BOSTON (AP) – Federal investigators are reviewing two fatal shootings by Boston police officers after receiving complaints from victims relatives who said the shootings weren’t justified.
The shootings occurred in 2004 and 2001.
Boston Police Commissioner Kathleen O’Toole confirmed that one of the shootings involved the case of Bert W. Bowen, 40, of the city’s Roxbury neighborhood. Bowen was shot three times by police on June 27, 2004, when he fled following a traffic stop and after allegedly pointing a gun at officers.
The second shooting involved Rene Romain, 19, who was shot at the Mattapan MBTA Station on July 14, 2001, after he allegedly threatened police with a knife, O’Toole said.
In both cases, the Suffolk District Attorney’s office found that the shootings were justified.
O’Toole called the federal review of the shootings “routine.” She said that last summer US Attorney Michael J. Sullivan’s office asked Boston police for their files related to the shootings.
“Quite frankly, we welcome the scrutiny,” O’Toole told The Boston Globe. “I’m not going to be presumptuous in any way, but I’m confident these investigations were conducted very professionally and thoroughly.”
Sullivan declined to comment on the ongoing reviews.
Bowen’s father Winston Bowen, 74, said he didn’t believe that his son’s shooting was justified.
“If he was running away from police, they could have shot him in the leg and that would have been it,” he told the Boston Herald. “There was no reason for the police to kill him.”

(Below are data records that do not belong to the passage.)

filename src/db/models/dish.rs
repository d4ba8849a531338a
//! Dish and DishFlavor Models

use serde::{Deserialize, Serialize};
use validator::Validate;

/// Dish entity (菜品)
#[derive(Debug, Clone, Serialize, Deserialize, sqlx::FromRow)]
pub struct Dish {
    pub id: i64,
    pub name: String,
    pub category_id: i64,
    /// Price in cents
    pub price: i64,
    pub image: String,
    pub description: String,
    /// Off-sale is a precondition for batch deletion
    pub is_on_sale: bool,
    pub created_at: i64,
    pub updated_at: i64,
    pub created_by: i64,
    pub updated_by: i64,
}

/// Flavor row owned by one dish (e.g. spice level with its allowed values).
///
/// Never addressed individually by callers: the whole set is replaced
/// together with its owning dish.
#[derive(Debug, Clone, Serialize, Deserialize, sqlx::FromRow)]
pub struct DishFlavor {
    pub id: i64,
    pub dish_id: i64,
    pub name: String,
    /// Allowed values, stored as a JSON array
    #[sqlx(json)]
    pub value: Vec<String>,
}

/// Flavor payload inside dish create/update requests
#[derive(Debug, Clone, Serialize, Deserialize)]
pub struct FlavorInput {
    pub name: String,
    #[serde(default)]
    pub value: Vec<String>,
}

/// Create dish payload
#[derive(Debug, Clone, Serialize, Deserialize, Validate)]
pub struct DishCreate {
    #[validate(length(min = 1, max = 32))]
    pub name: String,
    pub category_id: i64,
    #[validate(range(min = 0))]
    pub price: i64,
    pub image: Option<String>,
    pub description: Option<String>,
    #[serde(default)]
    pub flavors: Vec<FlavorInput>,
}

/// Update dish payload — overwrites the dish row and replaces its flavor set
#[derive(Debug, Clone, Serialize, Deserialize, Validate)]
pub struct DishUpdate {
    #[validate(length(min = 1, max = 32))]
    pub name: String,
    pub category_id: i64,
    #[validate(range(min = 0))]
    pub price: i64,
    pub image: Option<String>,
    pub description: Option<String>,
    #[serde(default)]
    pub flavors: Vec<FlavorInput>,
}

/// Dish joined with its category name (paged listing projection)
#[derive(Debug, Clone, Serialize, Deserialize, sqlx::FromRow)]
pub struct DishView {
    pub id: i64,
    pub name: String,
    pub category_id: i64,
    pub category_name: Option<String>,
    pub price: i64,
    pub image: String,
    pub description: String,
    pub is_on_sale: bool,
    pub updated_at: i64,
}

/// Dish composite with its full flavor set
#[derive(Debug, Clone, Serialize)]
pub struct DishWithFlavors {
    #[serde(flatten)]
    pub dish: Dish,
    pub flavors: Vec<DishFlavor>,
}

/// Paged dish query
#[derive(Debug, Clone, Default, Deserialize)]
pub struct DishPageQuery {
    pub name: Option<String>,
    pub category_id: Option<i64>,
    pub is_on_sale: Option<bool>,
    pub page: Option<u32>,
    pub page_size: Option<u32>,
}
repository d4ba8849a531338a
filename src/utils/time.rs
/// 获取当前 UTC 时间戳（毫秒）
pub fn now_millis() -> i64 {
    chrono::Utc::now().timestamp_millis()
}
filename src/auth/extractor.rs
//! JWT Extractor
//!
//! Custom extractor for automatically validating JWT tokens

use axum::{extract::FromRequestParts, http::request::Parts};

use crate::auth::{CurrentUser, JwtError, JwtService};
use crate::core::ServerState;
use crate::utils::AppError;

/// Use this extractor in protected handlers to automatically validate JWT
/// and extract the acting employee
impl FromRequestParts<ServerState> for CurrentUser {
    type Rejection = AppError;

    async fn from_request_parts(
        parts: &mut Parts,
        state: &ServerState,
    ) -> Result<Self, Self::Rejection> {
        // Check if already extracted earlier in the request
        if let Some(user) = parts.extensions.get::<CurrentUser>() {
            return Ok(user.clone());
        }

        let auth_header = parts
            .headers
            .get(http::header::AUTHORIZATION)
            .and_then(|h| h.to_str().ok());

        let token = match auth_header {
            Some(header) => JwtService::extract_from_header(header)
                .ok_or(AppError::InvalidToken)?,
            None => {
                tracing::warn!(uri = %parts.uri, "Request without authorization header");
                return Err(AppError::Unauthorized);
            }
        };

        match state.jwt_service.validate_token(token) {
            Ok(claims) => {
                let user = CurrentUser::try_from(claims).map_err(|_| AppError::InvalidToken)?;
                // Store for potential reuse
                parts.extensions.insert(user.clone());
                Ok(user)
            }
            Err(e) => {
                tracing::warn!(error = %e, uri = %parts.uri, "Token validation failed");
                match e {
                    JwtError::ExpiredToken => Err(AppError::TokenExpired),
                    _ => Err(AppError::InvalidToken),
                }
            }
        }
    }
}
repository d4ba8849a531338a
//! Category Model

use serde::{Deserialize, Serialize};
use validator::Validate;

/// Category type: groups dishes
pub const CATEGORY_TYPE_DISH: i64 = 1;
/// Category type: groups setmeals (combo meals)
pub const CATEGORY_TYPE_SETMEAL: i64 = 2;

/// Category entity (菜品/套餐分类)
#[derive(Debug, Clone, Serialize, Deserialize, sqlx::FromRow)]
pub struct Category {
    pub id: i64,
    /// 1 = dish category, 2 = setmeal category
    pub category_type: i64,
    pub name: String,
    pub sort_order: i32,
    /// Disabled on creation; toggled via the status endpoint
    pub is_enabled: bool,
    pub created_at: i64,
    pub updated_at: i64,
    pub created_by: i64,
    pub updated_by: i64,
}

/// Create category payload
#[derive(Debug, Clone, Serialize, Deserialize, Validate)]
pub struct CategoryCreate {
    #[validate(length(min = 1, max = 32))]
    pub name: String,
    #[validate(range(min = 1, max = 2))]
    pub category_type: i64,
    pub sort_order: Option<i32>,
}

/// Update category payload (provided fields overwrite, omitted fields keep)
#[derive(Debug, Clone, Serialize, Deserialize)]
pub struct CategoryUpdate {
    pub name: Option<String>,
    pub category_type: Option<i64>,
    pub sort_order: Option<i32>,
}

/// Paged category query
#[derive(Debug, Clone, Default, Deserialize)]
pub struct CategoryPageQuery {
    /// Substring match on name
    pub name: Option<String>,
    pub category_type: Option<i64>,
    pub page: Option<u32>,
    pub page_size: Option<u32>,
}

Romain’s mother Carline Seide-Murphy told the Globe that she submitted the complaint to the US Justice Department’s civil rights division in 2003. She said Justice Department lawyers asked her for documents and she sent them police reports and medical reports.
One of those reports indicated that the surgeon who operated on her son before he died found the fatal bullet entered from the right buttock, she said. Boston police have said Romain was shot in the front.
“To shoot him like that, in the back, it’s wrong,” she told the Globe.
An investigation by then-Suffolk District Attorney Ralph C. Martin’s office found that the medical report was wrong and that Romain had been shot in the abdomen after threatening police with a knife.